Franklin Allen, its executive director, said it was possible people could “live entirely without paper cash”. But it was also clear this would be challenging for people such as the elderly and poorer households without access to technology. “The biggest change would be people adapting to the idea of paying for all their services, no matter how big or small, electronically,” he said.

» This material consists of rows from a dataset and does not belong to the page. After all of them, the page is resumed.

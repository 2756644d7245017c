//! URL handling module for Prompt-Harvest
//!
//! This module is the synchronous gate every untrusted input passes through:
//! SSRF-safe validation, classification into git repositories and websites,
//! and the normalization used to deduplicate pages during a crawl.

mod domain;
mod git;
mod normalize;
mod validate;

pub use domain::{extract_domain, same_domain};
pub use git::GitProvider;
pub use normalize::{normalize_for_crawl, normalize_source_url, strip_fragment};
pub use validate::{is_private_ipv4, validate, ValidationVerdict};

use serde::{Deserialize, Serialize};

/// What a raw input turned out to point at
#[derive(Debug, Clone, Copy, PartialEq, Eq, Hash, Serialize, Deserialize)]
#[serde(rename_all = "kebab-case")]
pub enum SourceKind {
    /// A repository on a known git-hosting provider
    GitRepository,
    /// Any other fetchable website
    Website,
    /// The input failed validation
    Rejected,
}

/// A classified input URL
///
/// `owner` and `repo` are both present whenever `kind` is
/// [`SourceKind::GitRepository`].
#[derive(Debug, Clone, PartialEq, Eq, Serialize, Deserialize)]
pub struct ParsedSource {
    /// The input exactly as supplied
    pub raw_input: String,
    /// Parsed form of the input (https assumed when the scheme was missing)
    pub normalized_url: String,
    /// Lowercase host
    pub domain: String,
    pub kind: SourceKind,
    pub provider: Option<GitProvider>,
    pub owner: Option<String>,
    pub repo: Option<String>,
    pub git_ref: Option<String>,
    /// Why validation failed, for rejected inputs
    pub rejection: Option<String>,
}

impl ParsedSource {
    fn rejected(input: &str, reason: String) -> Self {
        Self {
            raw_input: input.to_string(),
            normalized_url: String::new(),
            domain: String::new(),
            kind: SourceKind::Rejected,
            provider: None,
            owner: None,
            repo: None,
            git_ref: None,
            rejection: Some(reason),
        }
    }

    pub fn is_git_repository(&self) -> bool {
        self.kind == SourceKind::GitRepository
    }

    /// `provider/owner/repo[@ref]` for repositories, `None` otherwise
    pub fn repository_slug(&self) -> Option<String> {
        let provider = self.provider?;
        let owner = self.owner.as_deref()?;
        let repo = self.repo.as_deref()?;
        Some(match &self.git_ref {
            Some(git_ref) => format!("{}/{}/{}@{}", provider, owner, repo, git_ref),
            None => format!("{}/{}/{}", provider, owner, repo),
        })
    }
}

/// Validates and classifies an input, never failing
///
/// # Examples
///
/// ```
/// use prompt_harvest::url::{classify, SourceKind};
///
/// assert_eq!(classify("https://github.com/facebook/react").kind, SourceKind::GitRepository);
/// assert_eq!(classify("https://docs.rs/tokio").kind, SourceKind::Website);
/// assert_eq!(classify("ftp://example.com").kind, SourceKind::Rejected);
/// ```
pub fn classify(input: &str) -> ParsedSource {
    let url = match validate::parse_checked(input) {
        Ok(url) => url,
        Err(reason) => return ParsedSource::rejected(input, reason),
    };

    let domain = extract_domain(&url).unwrap_or_default();
    let mut source = ParsedSource {
        raw_input: input.to_string(),
        normalized_url: url.to_string(),
        domain,
        kind: SourceKind::Website,
        provider: None,
        owner: None,
        repo: None,
        git_ref: None,
        rejection: None,
    };

    if let Some(path) = git::match_repository(&url) {
        source.kind = SourceKind::GitRepository;
        source.provider = Some(path.provider);
        source.owner = Some(path.owner);
        source.repo = Some(path.repo);
        source.git_ref = path.git_ref;
    }

    source
}

/// Parses a git-hosting repository URL
///
/// Returns `None` for invalid inputs and for valid URLs that are not
/// repositories on a known provider.
///
/// # Examples
///
/// ```
/// use prompt_harvest::url::parse;
///
/// let source = parse("https://github.com/u/r/tree/feat/sub").unwrap();
/// assert_eq!(source.owner.as_deref(), Some("u"));
/// assert_eq!(source.git_ref.as_deref(), Some("feat"));
///
/// assert!(parse("https://example.com/u/r").is_none());
/// ```
pub fn parse(input: &str) -> Option<ParsedSource> {
    let source = classify(input);
    source.is_git_repository().then_some(source)
}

One innovative digital currency is Bitcoin, the one that scared BNP Paribas. It is a peer-to-peer exchange mechanism that is
not backed by governments and bypasses banks by using a ledger of every Bitcoin, who owns them, and the history of all transactions known as a “blockchain”. Because it uses encrypted computer codes it is practically impossible to alter transactions and defraud users. The Imperial Bitcoin Forum, made up of academics from computing, bioengineering, mathematics as well as the Business School, believes blockchains could revolutionise the way business is carried out across the world. The forum has set up a biannual student competition with a prize pool of £5,000 for research into issues such as privacy and security that innovative technology used in blockchains raises.
New financial technologies are emerging all the time. The growth of fintech has seen a massive acceleration in the past year. Global investment in fintech ventures has more than tripled during 2014 alone – growing to US$12.2bn from US$4.1bn in the previous year, according to Accenture. It took the previous six years for investment to make a similar jump from 2008’s US$930m. Imperial alumni are involved in a number of projects that are part of this wave of innovation and investment. A good example is Yoyo Wallet, an innovative app that allows users to pay for items with their smartphones that was founded and pioneered at Imperial.

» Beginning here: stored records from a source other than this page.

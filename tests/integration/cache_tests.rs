//! Integration tests for the cache backends
//!
//! Every backend must behave the same through the `Cache` facade: a fresh
//! entry is returned, an expired one is reported absent and removed.

use prompt_harvest::cache::{
    BackendKind, Cache, CachePayload, ClearOutcome, EdgeBackend, FilesystemBackend,
    MemoryBackend, MemoryPlatformCache, PayloadKind, RepoFile, DEFAULT_FILESYSTEM_MAX_BYTES,
};
use prompt_harvest::crawler::{CrawlReport, PageResult};
use sha2::{Digest, Sha256};
use std::path::{Path, PathBuf};
use std::sync::Arc;
use std::time::Duration;
use tempfile::TempDir;

fn repository_payload() -> CachePayload {
    CachePayload::Repository(vec![
        RepoFile {
            path: "README.md".to_string(),
            content: "# Demo".to_string(),
        },
        RepoFile {
            path: "src/lib.rs".to_string(),
            content: "pub fn demo() {}".to_string(),
        },
    ])
}

fn website_payload() -> CachePayload {
    CachePayload::Website(CrawlReport {
        root: "https://example.com/".to_string(),
        pages: vec![PageResult {
            url: "https://example.com/".to_string(),
            status_code: Some(200),
            content_type: Some("text/html".to_string()),
            raw_body: "<html><title>Example</title></html>".to_string(),
            title: Some("Example".to_string()),
            text: "Example".to_string(),
            extracted_links: vec!["https://example.com/about".to_string()],
            depth: 0,
            error: None,
        }],
    })
}

fn entry_file(root: &Path, namespace: &str, subdir: &str, key: &str) -> PathBuf {
    root.join(namespace)
        .join(subdir)
        .join(format!("{}.json", hex::encode(Sha256::digest(key.as_bytes()))))
}

async fn filesystem_cache(dir: &TempDir) -> Cache {
    let cache = Cache::new(Arc::new(FilesystemBackend::new(
        dir.path(),
        "test",
        DEFAULT_FILESYSTEM_MAX_BYTES,
    )));
    cache.init().await.unwrap();
    cache
}

/// set → get/has round trip, then expiry after the TTL
async fn assert_expiring_contract(cache: &Cache) {
    let payload = website_payload();
    cache
        .set("fresh", payload.clone(), Some(Duration::from_secs(60)))
        .await;
    cache
        .set("short", repository_payload(), Some(Duration::from_millis(200)))
        .await;

    let entry = cache.get("fresh").await.expect("fresh entry missing");
    assert_eq!(entry.payload, payload);
    assert_eq!(entry.key, "fresh");
    assert!(entry.expires_at > entry.created_at);
    assert!(cache.has("fresh").await);
    assert!(cache.has("short").await);

    tokio::time::sleep(Duration::from_millis(400)).await;

    assert!(cache.get("short").await.is_none());
    assert!(!cache.has("short").await);
    assert!(cache.has("fresh").await);
}

#[tokio::test]
async fn test_memory_backend_contract() {
    let cache = Cache::new(Arc::new(MemoryBackend::default()));
    assert_expiring_contract(&cache).await;

    let stats = cache.stats().await;
    assert_eq!(stats.backend, BackendKind::Memory);
    assert_eq!(stats.entry_count, 1);
}

#[tokio::test]
async fn test_filesystem_backend_contract() {
    let dir = TempDir::new().unwrap();
    let cache = filesystem_cache(&dir).await;
    assert_expiring_contract(&cache).await;

    assert!(entry_file(dir.path(), "test", "entries", "fresh").exists());
    assert!(!entry_file(dir.path(), "test", "entries", "short").exists());
    assert_eq!(cache.stats().await.entry_count, 1);
}

#[tokio::test]
async fn test_edge_backend_contract() {
    let platform = Arc::new(MemoryPlatformCache::new());
    let backend = EdgeBackend::new(platform.clone(), "test");
    let short_url = backend.request_url("short");
    let cache = Cache::new(Arc::new(backend));

    assert_expiring_contract(&cache).await;

    assert!(!platform.contains(&short_url).await);
    assert_eq!(platform.len().await, 1);
    // No introspection on the platform cache
    assert_eq!(cache.stats().await.entry_count, 0);
}

#[tokio::test]
async fn test_filesystem_entries_survive_reopen() {
    let dir = TempDir::new().unwrap();
    filesystem_cache(&dir)
        .await
        .set("persisted", repository_payload(), None)
        .await;

    let reopened = filesystem_cache(&dir).await;
    let entry = reopened.get("persisted").await.unwrap();
    assert_eq!(entry.payload, repository_payload());
    assert_eq!(entry.backend_kind, BackendKind::Filesystem);
}

#[tokio::test]
async fn test_filesystem_corrupt_metadata_is_a_miss() {
    let dir = TempDir::new().unwrap();
    let cache = filesystem_cache(&dir).await;
    cache.set("k", repository_payload(), None).await;

    let file = entry_file(dir.path(), "test", "entries", "k");
    std::fs::write(&file, b"{\"metadata\": {\"key\": 12").unwrap();

    assert!(cache.get("k").await.is_none());
    assert!(!file.exists());

    // The key is usable again afterwards
    cache.set("k", repository_payload(), None).await;
    assert!(cache.has("k").await);
}

#[tokio::test]
async fn test_filesystem_vanished_directory_is_a_miss() {
    let dir = TempDir::new().unwrap();
    let clone = TempDir::new().unwrap();
    let cache = filesystem_cache(&dir).await;

    cache
        .set("clone", CachePayload::Directory(clone.path().to_path_buf()), None)
        .await;
    let file = entry_file(dir.path(), "test", "paths", "clone");
    assert!(file.exists());
    assert!(cache.has("clone").await);

    drop(clone);

    assert!(cache.get("clone").await.is_none());
    assert!(!file.exists());
}

#[tokio::test]
async fn test_namespaces_are_isolated() {
    let dir = TempDir::new().unwrap();
    let a = Cache::new(Arc::new(FilesystemBackend::new(
        dir.path(),
        "team-a",
        DEFAULT_FILESYSTEM_MAX_BYTES,
    )));
    let b = Cache::new(Arc::new(FilesystemBackend::new(
        dir.path(),
        "team-b",
        DEFAULT_FILESYSTEM_MAX_BYTES,
    )));

    a.set("shared-key", repository_payload(), None).await;
    assert!(a.has("shared-key").await);
    assert!(!b.has("shared-key").await);

    assert_eq!(b.clear().await, ClearOutcome::Cleared);
    assert!(a.has("shared-key").await);
}

#[tokio::test]
async fn test_clear_outcomes() {
    let dir = TempDir::new().unwrap();
    let filesystem = filesystem_cache(&dir).await;
    filesystem.set("a", repository_payload(), None).await;
    filesystem.set("b", website_payload(), None).await;
    assert_eq!(filesystem.clear().await, ClearOutcome::Cleared);
    assert!(!filesystem.has("a").await);
    assert!(!filesystem.has("b").await);

    let memory = Cache::in_memory();
    memory.set("a", repository_payload(), None).await;
    assert_eq!(memory.clear().await, ClearOutcome::Cleared);
    assert!(!memory.has("a").await);

    let edge = Cache::new(Arc::new(EdgeBackend::new(
        Arc::new(MemoryPlatformCache::new()),
        "test",
    )));
    edge.set("a", repository_payload(), None).await;
    assert_eq!(edge.clear().await, ClearOutcome::Unsupported);
    // Nothing was silently dropped
    assert!(edge.has("a").await);
}

#[tokio::test]
async fn test_delete_is_idempotent_everywhere() {
    let dir = TempDir::new().unwrap();
    let caches = vec![
        Cache::in_memory(),
        filesystem_cache(&dir).await,
        Cache::new(Arc::new(EdgeBackend::new(
            Arc::new(MemoryPlatformCache::new()),
            "test",
        ))),
    ];

    for cache in caches {
        cache.set("k", repository_payload(), None).await;
        cache.delete("k").await;
        cache.delete("k").await;
        cache.delete("never-written").await;
        assert!(!cache.has("k").await, "{} kept a deleted key", cache.kind());
    }
}

#[tokio::test]
async fn test_filesystem_stats_per_kind() {
    let dir = TempDir::new().unwrap();
    let cache = filesystem_cache(&dir).await;
    cache.set("repo", repository_payload(), None).await;
    cache.set("site", website_payload(), None).await;
    cache
        .set("dir", CachePayload::Directory(dir.path().to_path_buf()), None)
        .await;

    let stats = cache.stats().await;
    assert_eq!(stats.entry_count, 3);
    assert!(stats.approximate_bytes > 0);
    assert_eq!(stats.per_kind.get(&PayloadKind::Website), Some(&1));
    assert_eq!(stats.per_kind.get(&PayloadKind::Repository), Some(&1));
    assert_eq!(stats.per_kind.get(&PayloadKind::Directory), Some(&1));
}

#[tokio::test]
async fn test_last_write_wins() {
    let cache = Cache::in_memory();
    cache.set("k", repository_payload(), None).await;
    cache.set("k", website_payload(), None).await;

    assert_eq!(cache.get("k").await.unwrap().payload, website_payload());
    assert_eq!(cache.stats().await.entry_count, 1);
}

Yoyo was co-founded by Imperial Innovations, the College’s technology transfer company, and launched in January 2014 at Imperial’s South Kensington Campus. Alain Falys, cofounder of Yoyo Wallet and a venture partner at Imperial Innovations, told an Imperial conference on the fintech sector in June that the app recorded 150,000 transactions a month and represented 30% of all transactions at the College and was used at employers such as The Guardian newspaper and Diageo.
He said while the US led the world in terms of investment – Accenture said it made up the “lion’s share” of 2014’s US$12.1bn – the UK was stealing a march on innovation. “From an innovation point of view the UK and specifically London has a lot to offer in terms of fintech,” he said. “You can build a truly global fintech company from here. “I think we are going to see a lot more firms from the financial technology sector emerging from London that will branch out across Europe and Asia and other parts of the world.”

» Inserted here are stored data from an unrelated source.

//! Prompt-Harvest main entry point
//!
//! This is the command-line interface for acquiring a bounded snapshot of a
//! website or repository.

use anyhow::Context;
use clap::Parser;
use prompt_harvest::cache::{open_cache, CacheEnvironment, ClearOutcome, RequestOptions};
use prompt_harvest::config::{load_config_with_hash, Config};
use prompt_harvest::crawler::Crawler;
use prompt_harvest::{classify, Ingestor, Snapshot, SourceKind};
use serde_json::json;
use std::path::PathBuf;
use tracing_subscriber::EnvFilter;

/// Prompt-Harvest: bounded, cache-fronted content acquisition
///
/// Validates the input URL, crawls websites breadth-first within a page and
/// depth budget while honoring robots.txt, and caches the result so repeated
/// requests are served without network access.
#[derive(Parser, Debug)]
#[command(name = "prompt-harvest")]
#[command(version)]
#[command(about = "Bounded, cache-fronted content acquisition", long_about = None)]
struct Cli {
    /// Website or repository URL to harvest
    #[arg(value_name = "URL", required_unless_present_any = ["clear_cache", "stats"])]
    url: Option<String>,

    /// Path to TOML configuration file
    #[arg(short, long, value_name = "FILE")]
    config: Option<PathBuf>,

    /// Override the maximum link depth
    #[arg(long)]
    max_depth: Option<u32>,

    /// Override the maximum number of pages
    #[arg(long)]
    max_pages: Option<usize>,

    /// Do not fetch or honor robots.txt
    #[arg(long)]
    ignore_robots: bool,

    /// Cache directory (forces the filesystem backend)
    #[arg(long, value_name = "DIR")]
    cache_dir: Option<PathBuf>,

    /// Clear the cache namespace and exit
    #[arg(long, conflicts_with_all = ["dry_run", "stats"])]
    clear_cache: bool,

    /// Print cache statistics and exit
    #[arg(long, conflicts_with_all = ["dry_run", "clear_cache"])]
    stats: bool,

    /// Validate and classify the URL without fetching anything
    #[arg(long, conflicts_with_all = ["clear_cache", "stats"])]
    dry_run: bool,

    /// Increase logging verbosity (-v, -vv, -vvv)
    #[arg(short, long, action = clap::ArgAction::Count)]
    verbose: u8,

    /// Suppress non-error output
    #[arg(short, long, conflicts_with = "verbose")]
    quiet: bool,
}

#[tokio::main]
async fn main() -> anyhow::Result<()> {
    let cli = Cli::parse();

    // Setup logging based on verbosity
    setup_logging(cli.verbose, cli.quiet);

    let mut config = match &cli.config {
        Some(path) => {
            tracing::info!("Loading configuration from: {}", path.display());
            let (config, hash) = load_config_with_hash(path)
                .with_context(|| format!("failed to load {}", path.display()))?;
            tracing::info!("Configuration loaded successfully (hash: {})", hash);
            config
        }
        None => Config::default(),
    };
    apply_overrides(&mut config, &cli);

    if cli.dry_run {
        return handle_dry_run(&config, cli.url.as_deref().unwrap_or_default());
    }

    let env = CacheEnvironment::probe(&config.cache);
    let cache = open_cache(&env, &config.cache).await;

    if cli.clear_cache {
        match cache.clear().await {
            ClearOutcome::Cleared => println!("Cleared {} cache", cache.kind()),
            ClearOutcome::Unsupported => {
                println!("The {} cache cannot be cleared; entries expire by TTL", cache.kind())
            }
            ClearOutcome::Failed => anyhow::bail!("failed to clear the {} cache", cache.kind()),
        }
        return Ok(());
    }

    if cli.stats {
        println!("{}", serde_json::to_string_pretty(&cache.stats().await)?);
        return Ok(());
    }

    let url = cli.url.as_deref().unwrap_or_default();
    let crawler = Crawler::from_config(&config)?;
    let ingestor = Ingestor::new(cache, crawler);

    let snapshot = ingestor
        .ingest(url, &RequestOptions::default(), &config.crawler.budget())
        .await?;
    println!("{}", serde_json::to_string_pretty(&summarize(&snapshot))?);

    Ok(())
}

/// Sets up the logging/tracing subscriber based on verbosity level
fn setup_logging(verbose: u8, quiet: bool) {
    let filter = if quiet {
        // Only show errors
        EnvFilter::new("error")
    } else {
        match verbose {
            0 => EnvFilter::new("prompt_harvest=info,warn"),
            1 => EnvFilter::new("prompt_harvest=debug,info"),
            2 => EnvFilter::new("prompt_harvest=trace,debug"),
            _ => EnvFilter::new("trace"),
        }
    };

    tracing_subscriber::fmt()
        .with_env_filter(filter)
        .with_target(false)
        .with_thread_ids(false)
        .with_file(false)
        .with_writer(std::io::stderr)
        .init();
}

fn apply_overrides(config: &mut Config, cli: &Cli) {
    if let Some(max_depth) = cli.max_depth {
        config.crawler.max_depth = max_depth;
    }
    if let Some(max_pages) = cli.max_pages {
        config.crawler.max_pages = max_pages;
    }
    if cli.ignore_robots {
        config.crawler.ignore_robots = true;
    }
    if let Some(dir) = &cli.cache_dir {
        config.cache.directory = Some(dir.clone());
        config.cache.backend = prompt_harvest::config::BackendChoice::Filesystem;
    }
}

/// Handles the --dry-run mode: classifies the URL and shows the budget
fn handle_dry_run(config: &Config, url: &str) -> anyhow::Result<()> {
    let source = classify(url);
    if source.kind == SourceKind::Rejected {
        anyhow::bail!(
            "rejected '{}': {}",
            url,
            source.rejection.unwrap_or_default()
        );
    }

    let budget = config.crawler.budget();
    let summary = json!({
        "source": source,
        "budget": {
            "max_depth": budget.max_depth,
            "max_pages": budget.max_pages,
            "ignore_robots": budget.ignore_robots,
            "timeout_per_page_ms": budget.timeout_per_page.as_millis() as u64,
        },
        "user_agent": config.user_agent.header_value(),
    });
    println!("{}", serde_json::to_string_pretty(&summary)?);
    Ok(())
}

fn summarize(snapshot: &Snapshot) -> serde_json::Value {
    match snapshot {
        Snapshot::Repository {
            source,
            files,
            from_cache,
        } => json!({
            "kind": "git-repository",
            "source": source.repository_slug(),
            "from_cache": from_cache,
            "files": files.iter().map(|file| &file.path).collect::<Vec<_>>(),
        }),
        Snapshot::Website {
            source,
            report,
            from_cache,
        } => json!({
            "kind": "website",
            "source": source.normalized_url,
            "from_cache": from_cache,
            "pages": report.len(),
            "failed": report.failed().count(),
            "results": report.pages.iter().map(|page| json!({
                "url": page.url,
                "depth": page.depth,
                "status": page.status_code,
                "title": page.title,
                "error": page.error,
            })).collect::<Vec<_>>(),
        }),
    }
}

Abdul Basit, head of finance at Innovate Finance, a venture that supports technology-led financial services innovators, agreed the UK and Europe could not compete with the US for investment. “Where London excels and the things it needs to build on are the huge financial services sector, the huge technology sector, and great universities like Imperial,” said Basit who earned his MBA at Imperial.
“There are very few places on earth that have those in the same place and that will be the driver for London’s leadership position in this industry.”